Compared to GUSD, teacher salaries at GPS are approximately 7 to 10 percent higher than the average GUSD teacher (of the corresponding skill set and experience level). Teachers’ salaries at GPS range from $46,000 to $96,000, with benefits comparable to those at GUSD.

“To be frank, our morale was really high before we knew that we were getting raises,” said Heather Parsons, a second-grade math teacher. “It’s like icing on the cake.”

For GPS employees such as language arts teacher Crystal Toriumi, seeing her job stability and compensation rely on merit and performance – not just seniority – “feels great.”

“Peoples’ experience does speak for something, but I also think there’s value in other criteria. I think there should be a balance of the two,” said Toriumi, who weathered the emotionally taxing layoff process while teaching at GUSD’s El Roble and Las Animas elementary schools before getting hired at GPS.

While GPS is under the chartering authority of GUSD, GPS is “like its own little district,” Dent said.
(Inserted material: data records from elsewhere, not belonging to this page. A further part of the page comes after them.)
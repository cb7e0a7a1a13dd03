//! Blackjack hand engine.
//!
//! Pure rules for dealing, scoring and resolving one round of a 21-point card
//! comparison game. Nothing in here performs I/O; the only source of
//! non-determinism is the random number generator supplied by the caller, so
//! a seeded generator replays a round exactly.
//!
//! # Rules
//!
//! - Cards come from an infinite shoe (see [`Card::draw`]).
//! - Aces count 11 and drop to 1 one at a time while the hand is over 21.
//! - The player gets two cards, the dealer one. The dealer's second card is
//!   only drawn once the player stands.
//! - The dealer draws while under 17 and stands on any 17 or more.
//! - No insurance, splits, doubles or natural bonus; every win pays 1:1.
//!
//! # Usage
//!
//! ```
//! use blackjack_table::engine::{deal_initial, player_hit, stand_and_resolve};
//! use rand::rngs::StdRng;
//! use rand::SeedableRng;
//!
//! let mut rng = StdRng::seed_from_u64(42);
//! let (mut player, dealer) = deal_initial(&mut rng);
//! if player.total() < 12 {
//!     player = player_hit(player, &mut rng);
//! }
//! if !player.is_bust() {
//!     let (dealer, outcome) = stand_and_resolve(&player, dealer, &mut rng);
//!     assert!(dealer.total() >= 17);
//!     println!("{} vs {}: {}", player, dealer, outcome);
//! }
//! ```

pub mod card;
pub mod hand;
pub mod round;

pub use card::{Card, Rank, Suit};
pub use hand::{score_cards, Hand, BLACKJACK};
pub use round::{Outcome, Phase, Round, RoundError};

use rand::Rng;

/// The dealer stands on this total or higher, soft or hard.
pub const DEALER_STANDS_ON: u32 = 17;

/// Draw one card from the infinite shoe.
pub fn draw_card<R: Rng + ?Sized>(rng: &mut R) -> Card {
    Card::draw(rng)
}

/// Total of a hand, with soft Aces downgraded as needed.
pub fn score_hand(cards: &[Card]) -> u32 {
    score_cards(cards)
}

/// Deal a new round: two cards to the player, one to the dealer.
pub fn deal_initial<R: Rng + ?Sized>(rng: &mut R) -> (Hand, Hand) {
    let mut player = Hand::new();
    let mut dealer = Hand::new();
    player.push(Card::draw(rng));
    player.push(Card::draw(rng));
    dealer.push(Card::draw(rng));
    (player, dealer)
}

/// Append one card to the player's hand.
///
/// The caller checks [`Hand::is_bust`] afterwards; a busted player loses
/// without the dealer drawing.
pub fn player_hit<R: Rng + ?Sized>(mut hand: Hand, rng: &mut R) -> Hand {
    hand.push(Card::draw(rng));
    hand
}

/// Draw dealer cards from `next_card` while the dealer is under 17.
pub fn dealer_draw<F>(dealer: &mut Hand, mut next_card: F)
where
    F: FnMut() -> Card,
{
    while dealer.total() < DEALER_STANDS_ON {
        dealer.push(next_card());
    }
}

/// Compare final totals.
///
/// A busted player loses regardless of the dealer; otherwise a busted dealer
/// loses. Remaining ties go to neither side.
pub fn resolve(player_total: u32, dealer_total: u32) -> Outcome {
    if player_total > BLACKJACK {
        Outcome::Lost
    } else if dealer_total > BLACKJACK || player_total > dealer_total {
        Outcome::Won
    } else if player_total == dealer_total {
        Outcome::Tied
    } else {
        Outcome::Lost
    }
}

/// Play out the dealer's hand and decide the round.
///
/// Returns the completed dealer hand and the outcome. Funds are untouched.
pub fn stand_and_resolve<R: Rng + ?Sized>(
    player: &Hand,
    mut dealer: Hand,
    rng: &mut R,
) -> (Hand, Outcome) {
    dealer_draw(&mut dealer, || Card::draw(&mut *rng));
    let outcome = resolve(player.total(), dealer.total());
    (dealer, outcome)
}

#[cfg(test)]
mod tests {
    use super::*;
    use rand::rngs::StdRng;
    use rand::SeedableRng;

    fn hand(s: &str) -> Hand {
        Hand::parse(s).unwrap()
    }

    /// Feeds a fixed card sequence to `dealer_draw`.
    fn scripted(cards: &str) -> impl FnMut() -> Card {
        let cards = hand(cards).cards().to_vec();
        let mut iter = cards.into_iter();
        move || iter.next().expect("script ran out of cards")
    }

    #[test]
    fn test_score_hand_examples() {
        assert_eq!(score_hand(hand("AsKh").cards()), 21);
        assert_eq!(score_hand(hand("AsAd9h").cards()), 21);
        assert_eq!(score_hand(hand("Ts9h5d").cards()), 24);
        assert_eq!(score_hand(&[]), 0);
    }

    #[test]
    fn test_deal_initial_counts() {
        let mut rng = StdRng::seed_from_u64(11);
        let (player, dealer) = deal_initial(&mut rng);
        assert_eq!(player.len(), 2);
        assert_eq!(dealer.len(), 1);
    }

    #[test]
    fn test_player_hit_appends_one_card() {
        let mut rng = StdRng::seed_from_u64(12);
        let before = hand("2s3h");
        let after = player_hit(before.clone(), &mut rng);
        assert_eq!(after.len(), 3);
        assert_eq!(&after.cards()[..2], before.cards());
    }

    #[test]
    fn test_resolve_table() {
        assert_eq!(resolve(20, 18), Outcome::Won);
        assert_eq!(resolve(18, 18), Outcome::Tied);
        assert_eq!(resolve(17, 18), Outcome::Lost);
        assert_eq!(resolve(12, 22), Outcome::Won);
        assert_eq!(resolve(21, 26), Outcome::Won);
        // Player bust loses even against a dealer bust
        assert_eq!(resolve(23, 22), Outcome::Lost);
    }

    #[test]
    fn test_dealer_stops_at_17() {
        let mut dealer = hand("Ts");
        dealer_draw(&mut dealer, scripted("7h9c"));
        assert_eq!(dealer.total(), 17);
        assert_eq!(dealer.len(), 2);
    }

    #[test]
    fn test_dealer_stands_on_soft_17() {
        let mut dealer = hand("As");
        dealer_draw(&mut dealer, scripted("6h9c"));
        assert_eq!(dealer.total(), 17);
        assert!(dealer.is_soft());
        assert_eq!(dealer.len(), 2);
    }

    #[test]
    fn test_dealer_keeps_drawing_after_soft_bust() {
        // A + 5 = soft 16, + K = hard 16, + 2 = 18
        let mut dealer = hand("As");
        dealer_draw(&mut dealer, scripted("5hKc2d9s"));
        assert_eq!(dealer.total(), 18);
        assert_eq!(dealer.len(), 4);
    }

    #[test]
    fn test_dealer_busts() {
        let mut dealer = hand("Ts");
        dealer_draw(&mut dealer, scripted("6hKc"));
        assert_eq!(dealer.total(), 26);
        assert!(dealer.is_bust());
    }

    #[test]
    fn test_dealer_threshold_over_random_sequences() {
        let mut rng = StdRng::seed_from_u64(99);
        for _ in 0..5_000 {
            let player = hand("Ts8h");
            let start = Hand::from_cards(vec![draw_card(&mut rng)]);
            let (dealer, outcome) = stand_and_resolve(&player, start, &mut rng);

            assert!(dealer.total() >= DEALER_STANDS_ON);
            // Every prefix before the last card was under 17
            let cards = dealer.cards();
            for n in 1..cards.len() {
                assert!(score_hand(&cards[..n]) < DEALER_STANDS_ON);
            }
            assert_eq!(outcome, resolve(18, dealer.total()));
        }
    }

    #[test]
    fn test_stand_player_20_vs_dealer_18_wins() {
        let player = hand("KsQh");
        let mut dealer = hand("9c");
        dealer_draw(&mut dealer, scripted("9d"));
        assert_eq!(resolve(player.total(), dealer.total()), Outcome::Won);
    }

    #[test]
    fn test_stand_against_dealer_at_17_draws_nothing() {
        let mut rng = StdRng::seed_from_u64(5);
        let player = hand("Ts7h");
        let dealer = hand("Kd7c");
        let (dealer, outcome) = stand_and_resolve(&player, dealer, &mut rng);
        assert_eq!(dealer.len(), 2);
        assert_eq!(outcome, Outcome::Tied);
    }
}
GPS has independent control over its roughly $1.5 million operating budget, which it receives directly from the county. The Gilroy Board of Education unanimously approved GPS’s charter petition in November 2010.

After a decade in the making, GPS is making waves in the community as an alternative, independently designed learning format.

With a “huge blossoming of interest” from 178 families who were “crossing their fingers” in hopes their child would get into GPS via the enrollment lottery that took place Saturday, Dent noted the significant increase of parents who signed their children up for kindergarten next year. After Saturday’s lottery, 118 families are still on the waitlist.

Per an enrollment clause outlined in a Memorandum of Understanding between GPS and GUSD, the charter must have 60 students in each grade. GPS currently offers grades kindergarten through second grade, will expand by tacking on another grade each year up to the eighth grade and is open to all students – although children in Gilroy are given enrollment priority over students in neighboring cities.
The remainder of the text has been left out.